**What to work on**: Please return each record exactly, leaving nothing out.

**Data provided**:
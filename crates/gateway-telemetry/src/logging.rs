//! Logging entry point.

use crate::tracing_setup::{init_tracing, TracingConfig, TracingError};
use opentelemetry_sdk::trace::TracerProvider;

/// Logging configuration
#[derive(Debug, Clone)]
pub struct LoggingConfig {
    /// Level used when `RUST_LOG` is unset
    pub level: String,
    /// Emit JSON lines
    pub json: bool,
    /// Attach the OpenTelemetry layer
    pub otel: bool,
}

impl Default for LoggingConfig {
    fn default() -> Self {
        Self {
            level: "info".to_string(),
            json: false,
            otel: false,
        }
    }
}

impl LoggingConfig {
    /// Create a default logging configuration
    #[must_use]
    pub fn new() -> Self {
        Self::default()
    }

    /// Set the level
    #[must_use]
    pub fn with_level(mut self, level: impl Into<String>) -> Self {
        self.level = level.into();
        self
    }

    /// Select JSON output
    #[must_use]
    pub fn with_json(mut self, json: bool) -> Self {
        self.json = json;
        self
    }

    /// Attach the OpenTelemetry layer
    #[must_use]
    pub fn with_otel(mut self, otel: bool) -> Self {
        self.otel = otel;
        self
    }
}

impl From<&LoggingConfig> for TracingConfig {
    fn from(config: &LoggingConfig) -> Self {
        Self::default()
            .with_log_level(&config.level)
            .with_json(config.json)
            .with_otel(config.otel)
    }
}

/// Install the global subscriber for `config`
///
/// # Errors
/// Returns error if a subscriber is already installed or the level is invalid
pub fn init_logging(config: &LoggingConfig) -> Result<Option<TracerProvider>, TracingError> {
    init_tracing(&TracingConfig::from(config))
}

**Solution for this exercise**:
filename crates/gateway-telemetry/src/logging.rs
//! Logging entry point.

use crate::tracing_setup::{init_tracing, TracingConfig, TracingError};
use opentelemetry_sdk::trace::TracerProvider;

/// Logging configuration
#[derive(Debug, Clone)]
pub struct LoggingConfig {
    /// Level used when `RUST_LOG` is unset
    pub level: String,
    /// Emit JSON lines
    pub json: bool,
    /// Attach the OpenTelemetry layer
    pub otel: bool,
}

impl Default for LoggingConfig {
    fn default() -> Self {
        Self {
            level: "info".to_string(),
            json: false,
            otel: false,
        }
    }
}

impl LoggingConfig {
    /// Create a default logging configuration
    #[must_use]
    pub fn new() -> Self {
        Self::default()
    }

    /// Set the level
    #[must_use]
    pub fn with_level(mut self, level: impl Into<String>) -> Self {
        self.level = level.into();
        self
    }

    /// Select JSON output
    #[must_use]
    pub fn with_json(mut self, json: bool) -> Self {
        self.json = json;
        self
    }

    /// Attach the OpenTelemetry layer
    #[must_use]
    pub fn with_otel(mut self, otel: bool) -> Self {
        self.otel = otel;
        self
    }
}

impl From<&LoggingConfig> for TracingConfig {
    fn from(config: &LoggingConfig) -> Self {
        Self::default()
            .with_log_level(&config.level)
            .with_json(config.json)
            .with_otel(config.otel)
    }
}

/// Install the global subscriber for `config`
///
/// # Errors
/// Returns error if a subscriber is already installed or the level is invalid
pub fn init_logging(config: &LoggingConfig) -> Result<Option<TracerProvider>, TracingError> {
    init_tracing(&TracingConfig::from(config))
}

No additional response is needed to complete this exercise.